REQUIREMENT:
Write out every record in full, keeping each character exactly as it is.

··········

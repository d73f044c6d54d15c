//! JSON-RPC protocol representations and formatting utilities
//!
//! Maps application and tool invocation errors onto JSON-RPC payloads.

use rust_mcp_sdk::schema::{
    JsonrpcErrorResponse, JsonrpcResultResponse, RequestId, Result as McpResult, RpcError,
};
use serde_json::{json, Value};

use crate::errors::{AppError, InvocationError};

pub const PARSE_ERROR: i32 = -32700;
pub const INVALID_REQUEST: i32 = -32600;
pub const METHOD_NOT_FOUND: i32 = -32601;
pub const INVALID_PARAMS: i32 = -32602;
pub const INTERNAL_ERROR: i32 = -32603;

pub fn is_json_rpc_error(value: &Value) -> bool {
    value.get("error").is_some()
}

pub fn app_error_to_json_rpc(id: Option<Value>, err: AppError) -> Value {
    match err {
        AppError::BadRequest { code, message } => json_rpc_error_with_data(
            id,
            INVALID_PARAMS,
            "Invalid params",
            Some(json!({
                "code": code,
                "message": message,
                "details": {}
            })),
        ),
        AppError::Unauthorized { code, message } => json_rpc_error_with_data(
            id,
            -32001,
            "Unauthorized",
            Some(json!({
                "code": code,
                "message": message,
                "details": {}
            })),
        ),
        AppError::Internal { message, .. } => {
            tracing::error!(error = %message, "mcp request failed with internal error");
            json_rpc_error(id, INTERNAL_ERROR, "Internal error")
        }
    }
}

/// Dispatch-time failures that are protocol errors. Handler failures are not
/// routed here; they travel inside a `CallToolResult` flagged `isError`.
pub fn invocation_error_to_json_rpc(id: Option<Value>, err: &InvocationError) -> Value {
    let (code, message, details) = match err {
        InvocationError::MissingArguments => (INVALID_PARAMS, "Invalid params", json!({})),
        InvocationError::UnknownTool { name } => {
            (METHOD_NOT_FOUND, "Method not found", json!({ "name": name }))
        }
        InvocationError::InvalidArguments { field, .. } => {
            (INVALID_PARAMS, "Invalid params", json!({ "field": field }))
        }
        InvocationError::HandlerError { .. } => (INTERNAL_ERROR, "Internal error", json!({})),
    };

    json_rpc_error_with_data(
        id,
        code,
        message,
        Some(json!({
            "code": err.kind(),
            "message": err.to_string(),
            "details": details,
        })),
    )
}

pub fn json_rpc_error(id: Option<Value>, code: i32, message: &str) -> Value {
    json_rpc_error_with_data(id, code, message, None)
}

pub fn json_rpc_error_with_data(
    id: Option<Value>,
    code: i32,
    message: &str,
    data: Option<Value>,
) -> Value {
    let response = JsonrpcErrorResponse::new(
        RpcError {
            code: i64::from(code),
            data,
            message: message.to_string(),
        },
        id.as_ref().and_then(value_to_request_id),
    );
    serde_json::to_value(response).expect("jsonrpc error response serialization")
}

pub fn json_rpc_result(id: Option<Value>, result: Value) -> Value {
    if let Some(request_id) = id.as_ref().and_then(value_to_request_id) {
        let extra = result.as_object().cloned();
        let response = JsonrpcResultResponse::new(request_id, McpResult { meta: None, extra });
        return serde_json::to_value(response).expect("jsonrpc result response serialization");
    }

    json!({
        "jsonrpc": "2.0",
        "id": id,
        "result": result
    })
}

pub fn value_to_request_id(value: &Value) -> Option<RequestId> {
    if let Some(string_id) = value.as_str() {
        return Some(RequestId::String(string_id.to_string()));
    }

    value.as_i64().map(RequestId::Integer)
}

pub fn request_id_to_value(id: RequestId) -> Value {
    match id {
        RequestId::String(value) => Value::String(value),
        RequestId::Integer(value) => Value::Number(value.into()),
    }
}

#[cfg(test)]
mod tests {
    use serde_json::json;

    use super::{invocation_error_to_json_rpc, json_rpc_result, value_to_request_id};
    use crate::errors::InvocationError;

    #[test]
    fn unknown_tool_maps_to_method_not_found_with_tool_name() {
        let response = invocation_error_to_json_rpc(
            Some(json!(7)),
            &InvocationError::UnknownTool {
                name: "mul".to_string(),
            },
        );

        assert_eq!(response["id"], 7);
        assert_eq!(response["error"]["code"], -32601);
        assert_eq!(response["error"]["data"]["code"], "tool_not_found");
        assert_eq!(response["error"]["data"]["details"]["name"], "mul");
    }

    #[test]
    fn invalid_arguments_maps_to_invalid_params_with_field() {
        let response = invocation_error_to_json_rpc(
            Some(json!("req-1")),
            &InvocationError::invalid_arguments(Some("y"), "missing required field `y`"),
        );

        assert_eq!(response["id"], "req-1");
        assert_eq!(response["error"]["code"], -32602);
        assert_eq!(response["error"]["data"]["code"], "invalid_arguments");
        assert_eq!(response["error"]["data"]["details"]["field"], "y");
    }

    #[test]
    fn request_ids_accept_strings_and_integers_only() {
        assert!(value_to_request_id(&json!(1)).is_some());
        assert!(value_to_request_id(&json!("a")).is_some());
        assert!(value_to_request_id(&json!(1.5)).is_none());
        assert!(value_to_request_id(&json!(null)).is_none());
    }

    #[test]
    fn result_without_id_keeps_raw_shape() {
        let response = json_rpc_result(None, json!({"ok": true}));
        assert_eq!(response["jsonrpc"], "2.0");
        assert!(response["id"].is_null());
        assert_eq!(response["result"]["ok"], true);
    }
}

··········

WRITTEN ANSWER:
repository d73f044c6d54d15c
//! JSON-RPC protocol representations and formatting utilities
//!
//! Maps application and tool invocation errors onto JSON-RPC payloads.

use rust_mcp_sdk::schema::{
    JsonrpcErrorResponse, JsonrpcResultResponse, RequestId, Result as McpResult, RpcError,
};
use serde_json::{json, Value};

use crate::errors::{AppError, InvocationError};

pub const PARSE_ERROR: i32 = -32700;
pub const INVALID_REQUEST: i32 = -32600;
pub const METHOD_NOT_FOUND: i32 = -32601;
pub const INVALID_PARAMS: i32 = -32602;
pub const INTERNAL_ERROR: i32 = -32603;

pub fn is_json_rpc_error(value: &Value) -> bool {
    value.get("error").is_some()
}

pub fn app_error_to_json_rpc(id: Option<Value>, err: AppError) -> Value {
    match err {
        AppError::BadRequest { code, message } => json_rpc_error_with_data(
            id,
            INVALID_PARAMS,
            "Invalid params",
            Some(json!({
                "code": code,
                "message": message,
                "details": {}
            })),
        ),
        AppError::Unauthorized { code, message } => json_rpc_error_with_data(
            id,
            -32001,
            "Unauthorized",
            Some(json!({
                "code": code,
                "message": message,
                "details": {}
            })),
        ),
        AppError::Internal { message, .. } => {
            tracing::error!(error = %message, "mcp request failed with internal error");
            json_rpc_error(id, INTERNAL_ERROR, "Internal error")
        }
    }
}

/// Dispatch-time failures that are protocol errors. Handler failures are not
/// routed here; they travel inside a `CallToolResult` flagged `isError`.
pub fn invocation_error_to_json_rpc(id: Option<Value>, err: &InvocationError) -> Value {
    let (code, message, details) = match err {
        InvocationError::MissingArguments => (INVALID_PARAMS, "Invalid params", json!({})),
        InvocationError::UnknownTool { name } => {
            (METHOD_NOT_FOUND, "Method not found", json!({ "name": name }))
        }
        InvocationError::InvalidArguments { field, .. } => {
            (INVALID_PARAMS, "Invalid params", json!({ "field": field }))
        }
        InvocationError::HandlerError { .. } => (INTERNAL_ERROR, "Internal error", json!({})),
    };

    json_rpc_error_with_data(
        id,
        code,
        message,
        Some(json!({
            "code": err.kind(),
            "message": err.to_string(),
            "details": details,
        })),
    )
}

pub fn json_rpc_error(id: Option<Value>, code: i32, message: &str) -> Value {
    json_rpc_error_with_data(id, code, message, None)
}

pub fn json_rpc_error_with_data(
    id: Option<Value>,
    code: i32,
    message: &str,
    data: Option<Value>,
) -> Value {
    let response = JsonrpcErrorResponse::new(
        RpcError {
            code: i64::from(code),
            data,
            message: message.to_string(),
        },
        id.as_ref().and_then(value_to_request_id),
    );
    serde_json::to_value(response).expect("jsonrpc error response serialization")
}

pub fn json_rpc_result(id: Option<Value>, result: Value) -> Value {
    if let Some(request_id) = id.as_ref().and_then(value_to_request_id) {
        let extra = result.as_object().cloned();
        let response = JsonrpcResultResponse::new(request_id, McpResult { meta: None, extra });
        return serde_json::to_value(response).expect("jsonrpc result response serialization");
    }

    json!({
        "jsonrpc": "2.0",
        "id": id,
        "result": result
    })
}

pub fn value_to_request_id(value: &Value) -> Option<RequestId> {
    if let Some(string_id) = value.as_str() {
        return Some(RequestId::String(string_id.to_string()));
    }

    value.as_i64().map(RequestId::Integer)
}

pub fn request_id_to_value(id: RequestId) -> Value {
    match id {
        RequestId::String(value) => Value::String(value),
        RequestId::Integer(value) => Value::Number(value.into()),
    }
}

#[cfg(test)]
mod tests {
    use serde_json::json;

    use super::{invocation_error_to_json_rpc, json_rpc_result, value_to_request_id};
    use crate::errors::InvocationError;

    #[test]
    fn unknown_tool_maps_to_method_not_found_with_tool_name() {
        let response = invocation_error_to_json_rpc(
            Some(json!(7)),
            &InvocationError::UnknownTool {
                name: "mul".to_string(),
            },
        );

        assert_eq!(response["id"], 7);
        assert_eq!(response["error"]["code"], -32601);
        assert_eq!(response["error"]["data"]["code"], "tool_not_found");
        assert_eq!(response["error"]["data"]["details"]["name"], "mul");
    }

    #[test]
    fn invalid_arguments_maps_to_invalid_params_with_field() {
        let response = invocation_error_to_json_rpc(
            Some(json!("req-1")),
            &InvocationError::invalid_arguments(Some("y"), "missing required field `y`"),
        );

        assert_eq!(response["id"], "req-1");
        assert_eq!(response["error"]["code"], -32602);
        assert_eq!(response["error"]["data"]["code"], "invalid_arguments");
        assert_eq!(response["error"]["data"]["details"]["field"], "y");
    }

    #[test]
    fn request_ids_accept_strings_and_integers_only() {
        assert!(value_to_request_id(&json!(1)).is_some());
        assert!(value_to_request_id(&json!("a")).is_some());
        assert!(value_to_request_id(&json!(1.5)).is_none());
        assert!(value_to_request_id(&json!(null)).is_none());
    }

    #[test]
    fn result_without_id_keeps_raw_shape() {
        let response = json_rpc_result(None, json!({"ok": true}));
        assert_eq!(response["jsonrpc"], "2.0");
        assert!(response["id"].is_null());
        assert_eq!(response["result"]["ok"], true);
    }
}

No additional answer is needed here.